━━━ Entries shown ━━━
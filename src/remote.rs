use crate::decode::encode_data_url;
use crate::model::IMAGE_MIME_TYPE;
use reqwest::{StatusCode, header::CONTENT_TYPE};
use std::time::Duration;

pub const DEFAULT_REMOTE_TIMEOUT: Duration = Duration::from_secs(10);

#[derive(Debug, thiserror::Error)]
pub enum RemoteFetchError {
    #[error("Remote camera timed out")]
    Timeout,
    #[error("Cannot reach remote camera: {0}")]
    Unreachable(String),
    #[error("Remote camera returned status {code}")]
    Status { code: u16 },
    #[error("Failed to read remote camera response: {0}")]
    Body(String),
}

impl From<reqwest::Error> for RemoteFetchError {
    fn from(err: reqwest::Error) -> Self {
        if err.is_timeout() {
            RemoteFetchError::Timeout
        } else if err.is_connect() {
            RemoteFetchError::Unreachable(err.to_string())
        } else {
            RemoteFetchError::Body(err.to_string())
        }
    }
}

/// Pulls the current image from a remote camera server.
pub struct RemoteFetcher {
    http: reqwest::Client,
    url: String,
}

impl RemoteFetcher {
    pub fn new(url: impl Into<String>, timeout: Duration) -> Result<Self, reqwest::Error> {
        Ok(Self {
            http: reqwest::Client::builder().timeout(timeout).build()?,
            url: url.into(),
        })
    }

    pub fn url(&self) -> &str {
        &self.url
    }

    /// Fetches the remote image and returns it as a data URL.
    pub async fn fetch(&self) -> Result<String, RemoteFetchError> {
        let response = self
            .http
            .get(&self.url)
            // tunnels such as ngrok serve an HTML interstitial without this
            .header("ngrok-skip-browser-warning", "true")
            .send()
            .await?;

        if response.status() != StatusCode::OK {
            return Err(RemoteFetchError::Status {
                code: response.status().as_u16(),
            });
        }

        let content_type = response
            .headers()
            .get(CONTENT_TYPE)
            .and_then(|value| value.to_str().ok())
            .map(str::to_string)
            .unwrap_or_else(|| IMAGE_MIME_TYPE.to_string());

        let body = response.bytes().await?;
        log::debug!("Fetched {} bytes ({content_type}) from {}", body.len(), self.url);

        Ok(encode_data_url(&content_type, &body))
    }
}
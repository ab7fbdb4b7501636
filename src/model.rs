use std::future::Future;

/// MIME type assumed for every image handed to a description model.
pub const IMAGE_MIME_TYPE: &str = "image/jpeg";

pub struct DescribeRequest {
    pub prompt: String,
    pub image: Vec<u8>,
}

pub struct DescribeResponse {
    pub text: String,
}

#[derive(Debug, thiserror::Error)]
pub enum DescribeError {
    #[error("No text response generated")]
    NoDescription,
    #[error("description provider error: {0}")]
    Provider(String),
}

/// A vision model that turns an image and a prompt into a short description.
///
/// Implementations must not retry; a failed call is reported once and the
/// request fails.
pub trait DescriptionModel: Send + Sync + 'static {
    fn describe(
        &self,
        request: DescribeRequest,
    ) -> impl Future<Output = Result<DescribeResponse, DescribeError>> + Send;
}
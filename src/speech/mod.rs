//! Text-to-speech backends.
//!
//! Audio is an optional enhancement: [`SpeechClient::speak`] never fails. When
//! no backend is configured, or the backend call fails, it yields `None` and the
//! caller answers with text only.

mod elevenlabs;
mod google;

pub use elevenlabs::{DEFAULT_ELEVENLABS_MODEL, DEFAULT_ELEVENLABS_VOICE, ElevenLabsTts};
pub use google::{GoogleTts, voice_language_code};

use std::future::Future;

#[derive(Debug, thiserror::Error)]
pub enum SpeechError {
    #[error("speech request failed: {0}")]
    Request(#[from] reqwest::Error),
    #[error("speech provider returned {status}: {message}")]
    Status { status: u16, message: String },
    #[error("speech provider returned invalid audio: {0}")]
    InvalidAudio(String),
    #[error("speech provider returned no audio")]
    EmptyAudio,
}

#[derive(Clone, Copy, Debug, PartialEq, Eq)]
pub enum AudioEncoding {
    Mp3,
}

/// Synthesized audio for one description.
#[derive(Clone, Debug, PartialEq, Eq)]
pub struct SpeechResult {
    pub audio: Vec<u8>,
    pub encoding: AudioEncoding,
}

/// A voice provider that turns text into MP3 audio.
pub trait SpeechSynthesizer: Send + Sync + 'static {
    /// Short backend identifier used in logs and health output.
    fn name(&self) -> &'static str;

    fn synthesize(
        &self,
        text: &str,
        language: &str,
    ) -> impl Future<Output = Result<Vec<u8>, SpeechError>> + Send;
}

/// The backend picked at deployment time.
pub enum SpeechBackend {
    Google(GoogleTts),
    ElevenLabs(ElevenLabsTts),
}

impl SpeechSynthesizer for SpeechBackend {
    fn name(&self) -> &'static str {
        match self {
            SpeechBackend::Google(backend) => backend.name(),
            SpeechBackend::ElevenLabs(backend) => backend.name(),
        }
    }

    async fn synthesize(&self, text: &str, language: &str) -> Result<Vec<u8>, SpeechError> {
        match self {
            SpeechBackend::Google(backend) => backend.synthesize(text, language).await,
            SpeechBackend::ElevenLabs(backend) => backend.synthesize(text, language).await,
        }
    }
}

/// Wraps an optional backend and applies the text-only fallback policy.
pub struct SpeechClient<S = SpeechBackend> {
    backend: Option<S>,
}

impl<S: SpeechSynthesizer> SpeechClient<S> {
    pub fn new(backend: S) -> Self {
        Self {
            backend: Some(backend),
        }
    }

    pub fn disabled() -> Self {
        Self { backend: None }
    }

    pub fn backend_name(&self) -> &'static str {
        self.backend.as_ref().map_or("none", |backend| backend.name())
    }

    /// Synthesizes `text`, or returns `None` when audio cannot be produced.
    pub async fn speak(&self, text: &str, language: &str) -> Option<SpeechResult> {
        let backend = self.backend.as_ref()?;

        let audio = match backend.synthesize(text, language).await {
            Ok(audio) if audio.is_empty() => Err(SpeechError::EmptyAudio),
            other => other,
        };

        match audio {
            Ok(audio) => {
                log::debug!("{} produced {} bytes of audio", backend.name(), audio.len());
                Some(SpeechResult {
                    audio,
                    encoding: AudioEncoding::Mp3,
                })
            }
            Err(e) => {
                log::warn!("{} synthesis failed, answering with text only: {e}", backend.name());
                None
            }
        }
    }
}

/// Reads an error body for a failed provider call.
async fn status_error(response: reqwest::Response) -> SpeechError {
    let status = response.status().as_u16();
    let message = response.text().await.unwrap_or_default();
    SpeechError::Status { status, message }
}
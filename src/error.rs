use crate::decode::DecodeError;
use crate::messages::ErrorResponse;
use crate::model::DescribeError;
use crate::remote::RemoteFetchError;
use axum::{
    Json,
    http::StatusCode,
    response::{IntoResponse, Response},
};

/// Errors surfaced by the relay's HTTP handlers.
#[derive(Debug, thiserror::Error)]
pub enum ApiError {
    #[error("{0}")]
    Input(String),
    #[error("No image data provided")]
    NoImageData,
    #[error("Invalid image data: {0}")]
    Decode(#[from] DecodeError),
    #[error("{0}")]
    NotFound(String),
    #[error(transparent)]
    Description(#[from] DescribeError),
    #[error(transparent)]
    Remote(#[from] RemoteFetchError),
}

impl ApiError {
    pub fn status(&self) -> StatusCode {
        match self {
            ApiError::Input(_) | ApiError::NoImageData | ApiError::Decode(_) => {
                StatusCode::BAD_REQUEST
            }
            ApiError::NotFound(_) => StatusCode::NOT_FOUND,
            ApiError::Remote(RemoteFetchError::Timeout) => StatusCode::GATEWAY_TIMEOUT,
            ApiError::Remote(_) => StatusCode::BAD_GATEWAY,
            ApiError::Description(_) => StatusCode::INTERNAL_SERVER_ERROR,
        }
    }
}

impl IntoResponse for ApiError {
    fn into_response(self) -> Response {
        let status = self.status();
        if status.is_server_error() {
            log::error!("{status}: {self:?}");
        } else {
            log::debug!("{status}: {self}");
        }

        (
            status,
            Json(ErrorResponse {
                error: self.to_string(),
            }),
        )
            .into_response()
    }
}
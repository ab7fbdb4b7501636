//! ThirdEye relay: describes camera images for visually impaired users.
//!
//! An image posted to `/analyze` is decoded, paired with a prompt chosen by
//! language and mode, described by a vision model and, when a voice provider
//! is configured, turned into MP3 audio. A small frame store and proxy let a
//! client poll the latest picture pushed by a remote camera, and the
//! [`camera`] module runs the capture server on the device itself.

pub mod camera;
pub mod config;
pub mod decode;
pub mod error;
pub mod frame;
pub mod gemini;
pub mod messages;
pub mod model;
pub mod pipeline;
pub mod prompt;
pub mod remote;
pub mod server;
pub mod speech;
pub mod upload;

pub use error::ApiError;
pub use model::{DescribeError, DescribeRequest, DescribeResponse, DescriptionModel};
pub use pipeline::{DescriptionRequest, DescriptionResult, Pipeline, assemble_response};
pub use prompt::{Mode, select_prompt};
pub use server::{AppState, ServerOptions, router};
pub use speech::{SpeechClient, SpeechResult, SpeechSynthesizer};
//! Analyze endpoint tests
//!
//! Drives `/analyze` through the router with scripted description and speech
//! backends.

use axum::{
    Router,
    body::Body,
    http::{Request, StatusCode},
};
use serde_json::{Value, json};
use std::{
    path::PathBuf,
    sync::{Arc, Mutex},
};
use thirdeye::{
    AppState, DescribeError, DescribeRequest, DescribeResponse, DescriptionModel, Mode, Pipeline,
    ServerOptions, SpeechClient, SpeechSynthesizer, select_prompt, speech::SpeechError,
};
use tower::ServiceExt;

const FRENCH_SCENARIO: &str = "data:image/jpeg;base64,/9j/4AAQSkZJRg==";
const JPEG_HEADER: [u8; 10] = [0xff, 0xd8, 0xff, 0xe0, 0x00, 0x10, 0x4a, 0x46, 0x49, 0x46];

#[derive(Clone)]
struct RecordingModel {
    seen: Arc<Mutex<Vec<(String, Vec<u8>)>>>,
    reply: Option<&'static str>,
}

impl RecordingModel {
    fn replying(reply: &'static str) -> Self {
        Self {
            seen: Arc::default(),
            reply: Some(reply),
        }
    }

    fn silent() -> Self {
        Self {
            seen: Arc::default(),
            reply: None,
        }
    }

    fn calls(&self) -> Vec<(String, Vec<u8>)> {
        self.seen.lock().unwrap().clone()
    }
}

impl DescriptionModel for RecordingModel {
    async fn describe(&self, request: DescribeRequest) -> Result<DescribeResponse, DescribeError> {
        self.seen
            .lock()
            .unwrap()
            .push((request.prompt, request.image));

        match self.reply {
            Some(text) => Ok(DescribeResponse {
                text: text.to_string(),
            }),
            None => Err(DescribeError::NoDescription),
        }
    }
}

enum FakeSpeech {
    Audio(&'static [u8]),
    Failing,
}

impl SpeechSynthesizer for FakeSpeech {
    fn name(&self) -> &'static str {
        "fake"
    }

    async fn synthesize(&self, _text: &str, _language: &str) -> Result<Vec<u8>, SpeechError> {
        match self {
            FakeSpeech::Audio(audio) => Ok(audio.to_vec()),
            FakeSpeech::Failing => Err(SpeechError::Status {
                status: 500,
                message: "voice offline".to_string(),
            }),
        }
    }
}

fn app(model: RecordingModel, speech: SpeechClient<FakeSpeech>) -> Router {
    let state = Arc::new(AppState::new(Pipeline::new(model, speech), None));
    thirdeye::router(
        state,
        ServerOptions {
            static_dir: PathBuf::from("static"),
            max_upload_bytes: 1 << 20,
        },
    )
}

async fn send(app: Router, request: Request<Body>) -> (StatusCode, Value) {
    let response = app.oneshot(request).await.unwrap();
    let status = response.status();
    let bytes = axum::body::to_bytes(response.into_body(), usize::MAX)
        .await
        .unwrap();
    (status, serde_json::from_slice(&bytes).unwrap())
}

async fn analyze(app: Router, body: Value) -> (StatusCode, Value) {
    let request = Request::post("/analyze")
        .header("content-type", "application/json")
        .body(Body::from(body.to_string()))
        .unwrap();
    send(app, request).await
}

#[tokio::test]
async fn test_french_live_scenario() {
    let model = RecordingModel::replying("Une tasse sur une table.");
    let app = app(model.clone(), SpeechClient::disabled());

    let (status, body) = analyze(
        app,
        json!({ "image": FRENCH_SCENARIO, "language": "fr", "mode": "live" }),
    )
    .await;

    assert_eq!(status, StatusCode::OK);
    assert_eq!(
        body,
        json!({ "text": "Une tasse sur une table.", "language": "fr" })
    );

    let calls = model.calls();
    assert_eq!(calls.len(), 1);
    assert_eq!(calls[0].0.matches("French").count(), 2);
    assert_eq!(calls[0].1, JPEG_HEADER);
}

#[tokio::test]
async fn test_defaults_to_english_live() {
    let model = RecordingModel::replying("A cup on a table.");
    let app = app(model.clone(), SpeechClient::disabled());

    let (status, body) = analyze(app, json!({ "image": "/9j/4AAQSkZJRg==" })).await;

    assert_eq!(status, StatusCode::OK);
    assert_eq!(body["language"], "en");
    assert_eq!(model.calls()[0].0, select_prompt("en", Mode::Live));
    assert_eq!(model.calls()[0].1, JPEG_HEADER);
}

#[tokio::test]
async fn test_unknown_language_is_echoed() {
    let model = RecordingModel::replying("A cup.");
    let app = app(model.clone(), SpeechClient::disabled());

    let (status, body) = analyze(app, json!({ "image": FRENCH_SCENARIO, "language": "tlh" })).await;

    assert_eq!(status, StatusCode::OK);
    assert_eq!(body["language"], "tlh");
    assert_eq!(model.calls()[0].0, select_prompt("en", Mode::Live));
}

#[tokio::test]
async fn test_language_is_echoed_as_sent() {
    let model = RecordingModel::replying("Une tasse.");
    let app = app(model.clone(), SpeechClient::disabled());

    let (status, body) = analyze(app, json!({ "image": FRENCH_SCENARIO, "language": " fr " })).await;

    assert_eq!(status, StatusCode::OK);
    assert_eq!(body["language"], " fr ");
    assert_eq!(model.calls()[0].0, select_prompt("fr", Mode::Live));
}

#[tokio::test]
async fn test_navigation_mode_changes_prompt() {
    let model = RecordingModel::replying("Step down ahead.");
    let live = app(model.clone(), SpeechClient::disabled());
    let navigation = app(model.clone(), SpeechClient::disabled());

    analyze(live, json!({ "image": FRENCH_SCENARIO, "language": "es" })).await;
    analyze(
        navigation,
        json!({ "image": FRENCH_SCENARIO, "language": "es", "mode": "navigation" }),
    )
    .await;

    let calls = model.calls();
    assert_ne!(calls[0].0, calls[1].0);
    assert_eq!(calls[1].0, select_prompt("es", Mode::Navigation));
}

#[tokio::test]
async fn test_audio_is_returned_when_speech_succeeds() {
    let model = RecordingModel::replying("A cup.");
    let app = app(model, SpeechClient::new(FakeSpeech::Audio(b"ID3")));

    let (status, body) = analyze(app, json!({ "image": FRENCH_SCENARIO, "language": "en" })).await;

    assert_eq!(status, StatusCode::OK);
    assert_eq!(
        body,
        json!({ "audio": "SUQz", "text": "A cup.", "language": "en" })
    );
}

#[tokio::test]
async fn test_speech_failure_falls_back_to_text() {
    let model = RecordingModel::replying("A cup.");
    let app = app(model, SpeechClient::new(FakeSpeech::Failing));

    let (status, body) = analyze(app, json!({ "image": FRENCH_SCENARIO, "language": "de" })).await;

    assert_eq!(status, StatusCode::OK);
    assert_eq!(body, json!({ "text": "A cup.", "language": "de" }));
    assert!(body.get("audio").is_none());
}

#[tokio::test]
async fn test_missing_image_is_bad_request() {
    let model = RecordingModel::replying("unused");
    let app = app(model.clone(), SpeechClient::disabled());

    let (status, body) = analyze(app, json!({ "language": "en" })).await;

    assert_eq!(status, StatusCode::BAD_REQUEST);
    assert_eq!(body["error"], "No image data provided");
    assert!(model.calls().is_empty());
}

#[tokio::test]
async fn test_missing_body_is_bad_request() {
    let app = app(RecordingModel::replying("unused"), SpeechClient::disabled());

    let request = Request::post("/analyze").body(Body::empty()).unwrap();
    let (status, body) = send(app, request).await;

    assert_eq!(status, StatusCode::BAD_REQUEST);
    assert_eq!(body["error"], "No data provided");
}

#[tokio::test]
async fn test_malformed_base64_is_bad_request() {
    let app = app(RecordingModel::replying("unused"), SpeechClient::disabled());

    let (status, body) = analyze(app, json!({ "image": "data:image/jpeg;base64,%%%" })).await;

    assert_eq!(status, StatusCode::BAD_REQUEST);
    assert!(body["error"].as_str().unwrap().starts_with("Invalid image data"));
}

#[tokio::test]
async fn test_no_description_is_server_error() {
    let app = app(RecordingModel::silent(), SpeechClient::disabled());

    let (status, body) = analyze(app, json!({ "image": FRENCH_SCENARIO })).await;

    assert_eq!(status, StatusCode::INTERNAL_SERVER_ERROR);
    assert_eq!(body["error"], "No text response generated");
}

#[tokio::test]
async fn test_health_reports_speech_backend() {
    let app = app(
        RecordingModel::replying("unused"),
        SpeechClient::new(FakeSpeech::Audio(b"ID3")),
    );

    let request = Request::get("/health").body(Body::empty()).unwrap();
    let (status, body) = send(app, request).await;

    assert_eq!(status, StatusCode::OK);
    assert_eq!(body["status"], "running");
    assert_eq!(body["speech"], "fake");
    assert_eq!(body["remote_camera"], false);
}

#[tokio::test]
async fn test_index_is_served() {
    let app = app(RecordingModel::replying("unused"), SpeechClient::disabled());

    let response = app
        .oneshot(Request::get("/").body(Body::empty()).unwrap())
        .await
        .unwrap();

    assert_eq!(response.status(), StatusCode::OK);
    let html = axum::body::to_bytes(response.into_body(), usize::MAX)
        .await
        .unwrap();
    assert!(String::from_utf8_lossy(&html).contains("ThirdEye"));
}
━━━
- **Work task**: Copy each line from the data above that includes "ApiError".

- **Result of this task**:
pub enum ApiError {
impl ApiError {
            ApiError::Input(_) | ApiError::NoImageData | ApiError::Decode(_) => {
            ApiError::NotFound(_) => StatusCode::NOT_FOUND,
            ApiError::Remote(RemoteFetchError::Timeout) => StatusCode::GATEWAY_TIMEOUT,
            ApiError::Remote(_) => StatusCode::BAD_GATEWAY,
            ApiError::Description(_) => StatusCode::INTERNAL_SERVER_ERROR,
impl IntoResponse for ApiError {
pub use error::ApiError;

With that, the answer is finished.